A view of a damaged building, amid the ongoing conflict between Israel and Hamas, at the Rafah Crossing, Gaza, in this screengrab obtained from a social media video released on June 19, 2024. Doron Kadosh, Glz/via REUTERS
A view of a damaged building, amid the ongoing conflict between Israel and Hamas, at the Rafah Crossing, Gaza, in this screengrab obtained from a social media video released on June 19, 2024. Doron Kadosh, Glz/via REUTERS

Israeli forces pounded areas in the central Gaza Strip overnight, killing three people and wounding dozens of others, according to medics, while tanks deepened their invasion into Rafah in the south, residents said.
Israeli planes struck a house in Al-Nuseirat camp, killing two people and wounding 12 others, while tanks shelled areas in Al-Maghazi and Al-Bureij camps, wounding many other people, health officials said, according to Reuters. Nuseirat, Maghazi, and Bureij are three of Gaza's eight historic refugee camps.
In Deir al-Balah, a city packed with displaced people in the central Gaza Strip, an Israeli airstrike killed one Palestinian and wounded several others on Thursday, medics said.
The Israeli military said on Wednesday forces were continuing their operations across the enclave targeting militants and military infrastructure in what it described as "precise, intelligence-based" activities.
More than eight months into the war in Gaza, Israel's advance is now focused on the two last areas its forces had yet to storm: Rafah on Gaza's southern edge and the area surrounding Deir al-Balah in the center. The operations have forced more than a million people to flee since May, the vast majority already displaced from other parts of the enclave.
In Rafah, near the border with Egypt, Israeli tanks stationed deep in the western and central areas of the city stepped up bombardment, forcing more families living in the far coastal areas to flee northward. Some residents said the pace of the raid has been accelerated in the past two days.
"The tanks took control of most of the areas in Rafah. People living by the beach have also started to leave toward Khan Younis and central areas in fear because of the continued bombardment," said Abu Wasim, a resident from Rafah's Al-Shaboura neighborhood, who quit his home over a week ago before tanks rolled in reaching the heart of the city.

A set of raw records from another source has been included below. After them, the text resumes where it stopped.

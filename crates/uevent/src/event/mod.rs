//! Events: the arity-independent [`EventBase`] and the typed [`Event`].

mod base;
mod signature;
mod typed;

pub use base::EventBase;
pub use signature::{EventContext, EventSignature, Signature};
pub use typed::{Event, Event0, Event1, Event2, Event3, Event4};
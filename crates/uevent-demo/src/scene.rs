//! Scene files: host objects plus the events wired between them.

use std::fs;
use std::path::Path;
use std::sync::Arc;

use eyre::WrapErr;
use serde::{Deserialize, Serialize};
use tracing::{debug, info, warn};
use uevent::{
    Event0, Event1, EventBase, InstanceId, ListenerStatus, ObjectRef, Objects, Runtime,
};

use crate::objects::{Door, Lamp, Speaker};

/// One saved host object.
#[derive(Debug, Clone, Serialize, Deserialize)]
#[serde(tag = "kind")]
pub enum SavedObject {
    Door {
        id: InstanceId,
        name: String,
        #[serde(default)]
        open: bool,
    },
    Lamp {
        id: InstanceId,
        name: String,
        #[serde(default)]
        intensity: f32,
    },
    Speaker {
        id: InstanceId,
        name: String,
    },
}

impl SavedObject {
    pub fn id(&self) -> InstanceId {
        match self {
            Self::Door { id, .. } | Self::Lamp { id, .. } | Self::Speaker { id, .. } => *id,
        }
    }

    pub fn name(&self) -> &str {
        match self {
            Self::Door { name, .. } | Self::Lamp { name, .. } | Self::Speaker { name, .. } => {
                name.as_str()
            }
        }
    }

    fn spawn(&self, objects: &mut Objects) {
        match self {
            Self::Door { id, name, open } => {
                objects.spawn_with_id(*id, Door::new(name.clone(), *open));
            }
            Self::Lamp {
                id,
                name,
                intensity,
            } => {
                objects.spawn_with_id(*id, Lamp::new(name.clone(), *intensity));
            }
            Self::Speaker { id, name } => {
                objects.spawn_with_id(*id, Speaker::new(name.clone()));
            }
        }
    }

    /// Copy live state back in before saving.
    fn refresh(&mut self, objects: &Objects) {
        let Some(object) = objects.get(self.id()) else {
            return;
        };
        match self {
            Self::Door { open, .. } => {
                if let Some(now) = object.with(Door::is_open) {
                    *open = now;
                }
            }
            Self::Lamp { intensity, .. } => {
                if let Some(now) = object.with(Lamp::intensity) {
                    *intensity = now;
                }
            }
            Self::Speaker { .. } => {}
        }
    }
}

/// The events a scene exposes.
#[derive(Debug, Default, Serialize, Deserialize)]
#[serde(default)]
pub struct SceneEvents {
    /// A visitor walks in; receives the visitor's name.
    pub on_enter: Event1<String>,
    /// Mains power changes; receives the new level.
    pub on_power: Event1<f32>,
    pub on_reset: Event0,
}

impl SceneEvents {
    fn bases_mut(&mut self) -> [(&'static str, &mut EventBase); 3] {
        [
            ("on_enter", self.on_enter.base_mut()),
            ("on_power", self.on_power.base_mut()),
            ("on_reset", self.on_reset.base_mut()),
        ]
    }

    fn bases(&self) -> [(&'static str, &EventBase); 3] {
        [
            ("on_enter", self.on_enter.base()),
            ("on_power", self.on_power.base()),
            ("on_reset", self.on_reset.base()),
        ]
    }
}

#[derive(Deserialize)]
struct SceneFile {
    objects: Vec<SavedObject>,
    #[serde(default)]
    events: SceneEvents,
}

#[derive(Serialize)]
struct SceneFileRef<'a> {
    objects: &'a [SavedObject],
    events: &'a SceneEvents,
}

/// A persistent listener that will not fire.
#[derive(Debug, Clone, PartialEq, Eq)]
pub struct BrokenListener {
    pub event: &'static str,
    pub index: usize,
    pub method: String,
    pub status: ListenerStatus,
}

/// A loaded scene.
pub struct Scene {
    objects: Objects,
    saved: Vec<SavedObject>,
    events: SceneEvents,
}

impl Scene {
    /// Parse a scene and bind its events to freshly spawned objects.
    pub fn from_json(json: &str, runtime: &Arc<Runtime>) -> eyre::Result<Self> {
        let file: SceneFile = serde_json::from_str(json).wrap_err("Malformed scene")?;

        let mut objects = Objects::new();
        for saved in &file.objects {
            if saved.id().get() <= 0 {
                eyre::bail!("Invalid object id {} ({})", saved.id(), saved.name());
            }
            if objects.contains(saved.id()) {
                eyre::bail!("Duplicate object id {} ({})", saved.id(), saved.name());
            }
            saved.spawn(&mut objects);
        }

        let mut events = file.events;
        for (name, event) in events.bases_mut() {
            event.set_runtime(Arc::clone(runtime));
            event.on_after_deserialize(&objects);
            debug!(
                "Loaded {} with {} persistent listeners",
                name,
                event.persistent_event_count()
            );
        }

        Ok(Self {
            objects,
            saved: file.objects,
            events,
        })
    }

    pub fn load(path: &Path, runtime: &Arc<Runtime>) -> eyre::Result<Self> {
        let json = fs::read_to_string(path)
            .wrap_err_with(|| format!("Failed to read scene {}", path.display()))?;
        let scene = Self::from_json(&json, runtime)?;
        info!(
            "Loaded scene {} ({} objects)",
            path.display(),
            scene.objects.len()
        );
        Ok(scene)
    }

    pub fn to_json(&mut self) -> eyre::Result<String> {
        for saved in &mut self.saved {
            saved.refresh(&self.objects);
        }
        let file = SceneFileRef {
            objects: &self.saved,
            events: &self.events,
        };
        Ok(serde_json::to_string_pretty(&file)?)
    }

    pub fn save(&mut self, path: &Path) -> eyre::Result<()> {
        let json = self.to_json()?;
        fs::write(path, json).wrap_err_with(|| format!("Failed to write {}", path.display()))?;
        info!("Saved scene to {}", path.display());
        Ok(())
    }

    pub fn events(&self) -> &SceneEvents {
        &self.events
    }

    pub fn events_mut(&mut self) -> &mut SceneEvents {
        &mut self.events
    }

    pub fn objects_mut(&mut self) -> &mut Objects {
        &mut self.objects
    }

    /// Reference to the object called `name`.
    pub fn object(&self, name: &str) -> Option<ObjectRef> {
        let saved = self.saved.iter().find(|saved| saved.name() == name)?;
        self.objects.get(saved.id())
    }

    /// Every persistent listener that does not currently resolve.
    pub fn broken_listeners(&self) -> Vec<BrokenListener> {
        let mut broken = Vec::new();
        for (name, event) in self.events.bases() {
            for index in 0..event.persistent_event_count() {
                let Some(status) = event.listener_status(index) else {
                    continue;
                };
                if !status.is_valid() {
                    broken.push(BrokenListener {
                        event: name,
                        index,
                        method: event
                            .persistent_method_name(index)
                            .unwrap_or_default()
                            .to_owned(),
                        status,
                    });
                }
            }
        }
        broken
    }

    /// Log every event and the listeners that will not fire.
    pub fn report(&self) {
        for (name, event) in self.events.bases() {
            info!(
                "{}: {} persistent listeners, signature {:?}",
                name,
                event.persistent_event_count(),
                event.parameter_types()
            );
        }
        for listener in self.broken_listeners() {
            warn!(
                "{}[{}] {:?} will not fire: {}",
                listener.event, listener.index, listener.method, listener.status
            );
        }
    }
}
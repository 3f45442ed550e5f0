//! Error types for event registration and dispatch.

use thiserror::Error;

/// Errors that can occur while binding, registering or invoking listeners.
///
/// Resolution failures (a method that cannot be found) are not errors: they
/// surface as `None`/`Ok(false)` so a partially broken event still fires its
/// remaining listeners.
#[derive(Debug, Error)]
pub enum EventError {
    /// A required target or method was missing at bind time.
    #[error("Null argument: {0}")]
    NullArgument(&'static str),

    /// `invoke` was called with the wrong number of arguments.
    #[error("Passed argument 'args' is invalid size. Expected size is {expected}, got {actual}")]
    ArgumentCount { expected: usize, actual: usize },

    /// An argument could not be converted to the declared parameter type.
    #[error("Passed argument {index} is not assignable to {expected}")]
    ArgumentType { index: usize, expected: &'static str },

    /// The bound method does not have the arity the call expects.
    #[error("Method {method} takes {actual} parameters, expected {expected}")]
    SignatureMismatch {
        method: &'static str,
        expected: usize,
        actual: usize,
    },

    /// The bound method declares a parameter the call cannot pass.
    #[error("Method {method} takes {declared} as parameter {index}, the call passes {passed}")]
    ParameterMismatch {
        method: &'static str,
        index: usize,
        declared: &'static str,
        passed: &'static str,
    },

    /// Persistent listeners always bind to an instance.
    #[error("Could not register listener {0}: static functions are not supported")]
    StaticListener(String),

    /// The listener target is null, destroyed or not a host object.
    #[error("Could not register callback {method} on {target}: target is not a live object")]
    InvalidTarget { method: String, target: String },

    /// A persistent listener index was out of range.
    #[error("Persistent listener index {index} out of range (count {count})")]
    IndexOutOfRange { index: usize, count: usize },

    /// A method handle was called with a target of the wrong type.
    #[error("Target is not an instance of {0}")]
    TargetType(&'static str),

    /// JSON serialization/deserialization failed.
    #[error("JSON error: {0}")]
    Json(#[from] serde_json::Error),
}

Rafah housed over half of Gaza's 2.3 million people until May 7 when Israeli forces began the ground offensive into the city. Fewer than 100,000 are now believed to be left behind.
There has been no sign of let-up in the fighting as efforts by international mediators, backed by the United States, have failed to persuade Israel and Hamas to agree to a ceasefire.
The armed wings of Hamas and Islamic Jihad said fighters battled Israeli forces with anti-tank rockets and mortar bombs, and have in some areas detonated pre-planted explosive devices against army units.
On Thursday, Israeli authorities freed 33 Palestinians who had been detained during the past months by Israeli forces in different areas of the enclave. The freed detainees were admitted into Al-Aqsa Hospital in Deir Al-Balah in the central Gaza Strip after they complained of torture and mistreatment by Israeli jailers.